Creamy Green Shells with Calabrian Chili
Creamy Green Shells with Calabrian Chili
Rated 5.0 stars by 1 users
Category
Pasta
Cuisine
Italian Fusion
Author
Sydnee Cooke
Servings
4
Prep Time
10 minutes
Cook Time
20 minutes
Calories
550
This recipe brings together pasta shells tossed in a silky green sauce made from peas, cannellini beans, cream, Calabrian chilies, and fresh herbs. It’s finished with crispy pancetta and toasted pine nuts for the perfect mix of creamy, spicy, and crunchy.

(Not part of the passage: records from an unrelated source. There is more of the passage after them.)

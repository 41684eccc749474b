//! The per-block STF pipeline.
//!
//! Runs the transitions in the fixed order (safrole, disputes, statistics,
//! guarantees with accumulation, assurances, preimages, history) over an
//! immutable pre-state snapshot, then commits to the result with the state
//! trie. The first fatal error aborts the block; no partial post-state is
//! ever returned.

use jam_crypto::{blake2b_256, RingVerifier};
use jam_types::report::{ReportedPackage, WorkReport};
use jam_types::state::InvariantViolation;
use jam_types::{Block, ChainState, Hash, PublicKey};

use crate::accumulate::{self, PvmOracle};
use crate::assurances::{self, AssuranceError, AssurancesInput};
use crate::disputes::{self, DisputeError};
use crate::guarantees;
use crate::history::{self, HistoryInput};
use crate::preimages::{self, PreimageError};
use crate::safrole::{self, SafroleError, SafroleInput, SafroleOutput};
use crate::statistics;

/// Everything a successfully processed block yields.
#[derive(Clone, Debug)]
pub struct BlockOutcome {
    pub post_state: ChainState,
    /// Header marks from the slot/epoch transition.
    pub safrole: SafroleOutput,
    /// Keys newly convicted by this block's disputes.
    pub offenders_mark: Vec<PublicKey>,
    /// Reports whose availability reached super-majority.
    pub reported: Vec<WorkReport>,
    /// Digests accumulated into recent history.
    pub accumulated: Vec<Hash>,
    /// State-trie root of the post-state.
    pub state_root: Hash,
}

/// First fatal error of the pipeline; the block is rejected as a whole.
#[derive(Debug, thiserror::Error)]
pub enum PipelineError {
    #[error(transparent)]
    Safrole(#[from] SafroleError),

    #[error(transparent)]
    Disputes(#[from] DisputeError),

    #[error(transparent)]
    Assurances(#[from] AssuranceError),

    #[error(transparent)]
    Preimages(#[from] PreimageError),

    #[error("invariant violated after transition: {0}")]
    Invariant(#[from] InvariantViolation),
}

impl PipelineError {
    /// The wire-facing error string of the underlying failure.
    pub fn code(&self) -> String {
        match self {
            PipelineError::Safrole(e) => e.to_string(),
            PipelineError::Disputes(e) => e.to_string(),
            PipelineError::Assurances(e) => e.to_string(),
            PipelineError::Preimages(e) => e.to_string(),
            PipelineError::Invariant(e) => e.to_string(),
        }
    }
}

/// Root over the digests accumulated this block; zero when none were.
fn accumulate_root(accumulated: &[Hash]) -> Hash {
    if accumulated.is_empty() {
        return Hash::zero();
    }
    let mut bytes = Vec::with_capacity(accumulated.len() * 32);
    for digest in accumulated {
        bytes.extend_from_slice(digest.as_bytes());
    }
    blake2b_256(bytes)
}

/// Process one candidate block against the canonical pre-state.
pub async fn process_block<V: RingVerifier, P: PvmOracle>(
    pre: &ChainState,
    block: &Block,
    ring_verifier: &V,
    pvm: &P,
) -> Result<BlockOutcome, PipelineError> {
    let header = &block.header;
    let extrinsic = &block.extrinsic;
    let slot = header.slot;

    tracing::info!(slot, parent = %header.parent_hash, "processing block");

    // 1. Safrole: slot/epoch transition and ticket admission.
    let safrole_input = SafroleInput {
        slot,
        entropy: header.entropy,
        tickets: extrinsic.tickets.clone(),
    };
    let (state, safrole_out) = safrole::apply(pre, &safrole_input, ring_verifier).await?;

    // 2. Disputes: verdicts, culprits, faults.
    let (state, disputes_out) = disputes::apply(&state, &extrinsic.disputes, slot)?;

    // 3. Statistics: per-validator activity counters.
    let epoch_changed = safrole_out.epoch_mark.is_some();
    let state = statistics::apply(&state, header.author_index, epoch_changed, extrinsic);

    // 4. Guarantees: admission, promotion, timeout, then accumulation.
    let (state, _guarantees_out) = guarantees::apply(&state, &extrinsic.guarantees, slot);
    let (state, accumulate_out) = accumulate::apply(&state, slot, pvm).await;

    // 5. Assurances: availability attestations.
    let assurances_input = AssurancesInput {
        parent: Some(header.parent_hash),
        slot,
        assurances: extrinsic.assurances.clone(),
    };
    let (state, assurances_out) = assurances::apply(&state, &assurances_input)?;

    // 6. Preimages.
    let (state, _preimages_out) = preimages::apply(&state, &extrinsic.preimages, slot)?;

    // 7. History: append the beta entry for this block.
    let history_input = HistoryInput {
        header_hash: header.hash(),
        parent_state_root: header.state_root,
        accumulate_root: accumulate_root(&accumulate_out.accumulated),
        work_packages: extrinsic
            .guarantees
            .iter()
            .map(|g| ReportedPackage {
                hash: g.package_spec.hash,
                exports_root: g.package_spec.exports_root,
            })
            .collect(),
    };
    let state = history::apply(&state, &history_input);

    state.check_invariants()?;

    // 8. Commit: the state-trie root over the merged post-state.
    let state_root = jam_merkle::state_root(&state);

    tracing::info!(slot, %state_root, "block processed");

    Ok(BlockOutcome {
        post_state: state,
        safrole: safrole_out,
        offenders_mark: disputes_out.offenders_mark,
        reported: assurances_out.reported,
        accumulated: accumulate_out.accumulated,
        state_root,
    })
}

Simple ingredients, easy prep, and a dish that feels like something special without overcomplicating dinner.

Ingredients
-
1 lb pasta shells
- 1 cup peas, thawed
- ½ cup cannellini beans, rinsed
- ½ cup heavy cream
- 2 to 3 Calabrian chilies, chopped
- 1 shallot, minced
- 2 garlic cloves, minced
- ¼ cup grated Parmesan, optional
- ¼ cup basil leaves
- ¼ cup mint leaves
- 4 oz pancetta, diced
- ¼ cup pine nuts
-
Olive oil
-
Salt
-
Pepper
Directions
- Crisp the pancetta in a dry skillet over medium heat until golden and crisp. Remove it to a paper towel-lined plate.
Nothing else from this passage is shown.